However, the wind blew backwards. The state of jubilee was soon history and I was back on track with misery with a refusal from the Consulate on grounds of consistency of my educational certificate with the visa-profession. It was a Jordanian clerk working at the Consulate who refused to take the application altogether. After I learnt that from the Liaison office I started pitying the time I spent in pursuit of things and lost all hope because I was out of steam.
They had informed the office liaison that to make sure that my kind of experience and educational background was okay with my employer, and that he (my employer) needs to certify that to them. They gave us the Consulate numbers to make my employer call them. I immediately then thought; no problem my employers will call and sort it out. But the Consulate telephone kept ringing with no one to answer on the other end. 3 days passed and I call my employers to daily remind them to call and they called and called and called… and with no light in the horizon I had to revert to someone on the inside to influence the process of my visa processing. I will call him Shike.
Shike is one of those who have dual citizenships. His tribe has once upon a time lived happily with their cattle spread from the desert of Syria and Jordan southwards into Hijaz. They continue to be extremely respected and influential in Saudi as well as Jordan. Many Saudi Princes had married from them, and that’s a big power sign. Shike was a friend of a friend. I could only tell him my desolation after his working hours at the Consulate. He assured me he will do all that he could and in accordance to the laws in order to help me out. There was a certain confidence that he could.
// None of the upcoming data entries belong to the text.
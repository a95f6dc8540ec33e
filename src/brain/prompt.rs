//! # brain::prompt — สร้าง Prompt สำหรับ AI
//!
//! ทุก prompt บังคับให้ AI ตอบเป็น strict JSON ที่ parse ได้ทันที

/// Prompt สรุป macro regime จาก indicator text block
///
/// AI ต้องตอบ `{"trend": "BULLISH"|"BEARISH"|"NEUTRAL", "report": "..."}`
pub fn build_macro_prompt(indicator_summary: &str) -> String {
    format!(
        r#"Analyze these macro indicators for the Indian market:

{indicator_summary}

STEP 1: Determine the overall market trend (BULLISH, BEARISH, or NEUTRAL).
STEP 2: Write a short strategy report.

**CRITICAL**: Respond with ONLY a valid JSON object. No explanations, no markdown, no code fences.

## Required JSON Format
{{
  "trend": "BULLISH",
  "report": "🌍 **MACRO REGIME:** ... (the full report here)"
}}

Respond with JSON only:"#
    )
}

/// Prompt ตัดสิน sentiment ของ 1 headline ต่อ 1 symbol
///
/// AI ต้องตอบ `{"sentiment": "POSITIVE"|"NEGATIVE"|"NEUTRAL"}`
pub fn build_headline_prompt(symbol: &str, headline: &str) -> String {
    format!(
        r#"You are analyzing news impact on the stock {symbol}.

Headline: "{headline}"

Classify the likely price impact as POSITIVE, NEGATIVE, or NEUTRAL.

**CRITICAL**: Respond with ONLY a valid JSON object. No explanations, no markdown, no code fences.

## Required JSON Format
{{
  "sentiment": "POSITIVE"
}}

Respond with JSON only:"#
    )
}

#[cfg(test)]
mod tests {
    use super::*;

    #[test]
    fn test_macro_prompt_embeds_indicators() {
        let prompt = build_macro_prompt("- Nifty P/E: 22.1\n- USDINR: 83.2");
        assert!(prompt.contains("Nifty P/E"));
        assert!(prompt.contains("\"trend\""));
    }

    #[test]
    fn test_headline_prompt_embeds_symbol() {
        let prompt = build_headline_prompt("TCS.NS", "TCS wins record deal");
        assert!(prompt.contains("TCS.NS"));
        assert!(prompt.contains("record deal"));
    }
}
And he helped me after a painful week of despair. I called the Liaison office and the manager told me to come and pick up my passport with the Visa stamp on it. I couldn’t believe that it could have been done finally and rushed to his office to collect my passport. To my sudden surprise I discovered that the imbecile printed the Visa on the old passport instead of the new. Now I started believing that there was indeed a Wicked Eye hovering over my fate wherever I went and whatever I did. As if in all sarcasm, destiny had it that I don’t be happy even now that it was finally over. It was over alright, but with a final punch in the face.
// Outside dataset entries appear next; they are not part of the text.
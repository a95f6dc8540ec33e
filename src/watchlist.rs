//! # watchlist — Static + Dynamic Watchlist
//!
//! รายชื่อ symbol ที่ Sniper Loop จะ scan:
//! - **Static** — large caps ชุดตายตัว (compile-time)
//! - **Dynamic** — symbols ที่ brain อื่น (เช่น Gossip Brain) เพิ่มเข้ามา
//!   persist ลง dynamic_watchlist.json
//!
//! `load()` คืน union ของสองชุด (dedup + canonicalize แล้ว)

use tracing::info;

use crate::error::StoreError;
use crate::models::canonical_symbol;
use crate::store::JsonStore;

/// Large caps ชุดตั้งต้น (NSE)
pub const STATIC_WATCHLIST: &[&str] = &[
    "RELIANCE.NS",
    "TCS.NS",
    "HDFCBANK.NS",
    "INFY.NS",
    "ICICIBANK.NS",
    "SBIN.NS",
    "TATAMOTORS.NS",
    "ITC.NS",
    "ADANIENT.NS",
    "COALINDIA.NS",
    "ZOMATO.NS",
    "PAYTM.NS",
];

pub struct Watchlist {
    store: JsonStore<Vec<String>>,
    exchange_suffix: String,
}

impl Watchlist {
    pub fn new(path: impl Into<std::path::PathBuf>, exchange_suffix: impl Into<String>) -> Self {
        Self {
            store: JsonStore::new(path),
            exchange_suffix: exchange_suffix.into(),
        }
    }

    /// Static ∪ Dynamic — ลำดับคงที่ (static ก่อน ตามด้วย dynamic ที่ sort แล้ว)
    pub fn load(&self) -> Vec<String> {
        let mut combined: Vec<String> = STATIC_WATCHLIST.iter().map(|s| s.to_string()).collect();

        let mut dynamic = self.store.load();
        dynamic.sort();
        for symbol in dynamic {
            if !combined.contains(&symbol) {
                combined.push(symbol);
            }
        }

        combined
    }

    /// เพิ่ม symbol จาก brain อื่น — คืน `false` ถ้ามีอยู่แล้ว
    pub fn add(&self, raw_symbol: &str) -> Result<bool, StoreError> {
        let symbol = canonical_symbol(raw_symbol, &self.exchange_suffix);

        if STATIC_WATCHLIST.contains(&symbol.as_str()) {
            return Ok(false);
        }

        let mut dynamic = self.store.load();
        if dynamic.contains(&symbol) {
            return Ok(false);
        }

        dynamic.push(symbol.clone());
        self.store.save(&dynamic)?;

        info!(%symbol, "➕ added to dynamic watchlist");
        Ok(true)
    }

    /// ถอด symbol ออกจาก dynamic list — คืน `false` ถ้าไม่เคยอยู่
    pub fn remove(&self, raw_symbol: &str) -> Result<bool, StoreError> {
        let symbol = canonical_symbol(raw_symbol, &self.exchange_suffix);

        let mut dynamic = self.store.load();
        let before = dynamic.len();
        dynamic.retain(|s| s != &symbol);

        if dynamic.len() == before {
            return Ok(false);
        }

        self.store.save(&dynamic)?;
        info!(%symbol, "➖ removed from dynamic watchlist");
        Ok(true)
    }
}

// ─── Tests ────────────────────────────────────────────────────────────────────

#[cfg(test)]
mod tests {
    use super::*;

    fn watchlist(name: &str) -> Watchlist {
        let path = std::env::temp_dir().join(format!(
            "ghostledger-watchlist-{}-{name}.json",
            uuid::Uuid::new_v4()
        ));
        Watchlist::new(path, ".NS")
    }

    fn cleanup(w: &Watchlist) {
        let _ = std::fs::remove_file(w.store.path());
    }

    #[test]
    fn test_load_defaults_to_static_list() {
        let w = watchlist("static");
        let symbols = w.load();
        assert_eq!(symbols.len(), STATIC_WATCHLIST.len());
        assert!(symbols.contains(&"RELIANCE.NS".to_string()));
        cleanup(&w);
    }

    #[test]
    fn test_add_canonicalizes_and_dedupes() {
        let w = watchlist("add");

        assert!(w.add("vedl").unwrap());
        assert!(!w.add("VEDL.NS").unwrap()); // ซ้ำกับที่เพิ่งเพิ่ม
        assert!(!w.add("reliance").unwrap()); // ซ้ำกับ static

        let symbols = w.load();
        assert_eq!(symbols.len(), STATIC_WATCHLIST.len() + 1);
        assert!(symbols.contains(&"VEDL.NS".to_string()));
        cleanup(&w);
    }

    #[test]
    fn test_remove_only_touches_dynamic() {
        let w = watchlist("remove");

        w.add("VEDL").unwrap();
        assert!(w.remove("vedl").unwrap());
        assert!(!w.remove("VEDL").unwrap()); // ออกไปแล้ว
        assert!(!w.remove("TCS").unwrap()); // static ถอดไม่ได้

        assert_eq!(w.load().len(), STATIC_WATCHLIST.len());
        cleanup(&w);
    }
}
The following day, I went to collect my new passport after the over-worked clerk at the Consulate corrected their mistake without any of his superiors noticing. They took off the sticker from my old passport and pasted it back inside my new one. Then they sealed it again after adding a stamp. I was okay with that.
I thought I was done, and my mission accomplished. I thought of throwing a party and making duplicates of my Visa and frame them as portrays on my parents house walls. I called my employers and told them that I was ready to travel and travel I did on a hot day. I packed all what I owned some I have put in cartons to be shipped later and some in luggage to be carried with me. I planned my whole move to Saudi Arabia and have left nothing to chance. After all I already had a 3 bedroom apartment rented and semi furnished waiting for me and my wife to move in and begin a new life there.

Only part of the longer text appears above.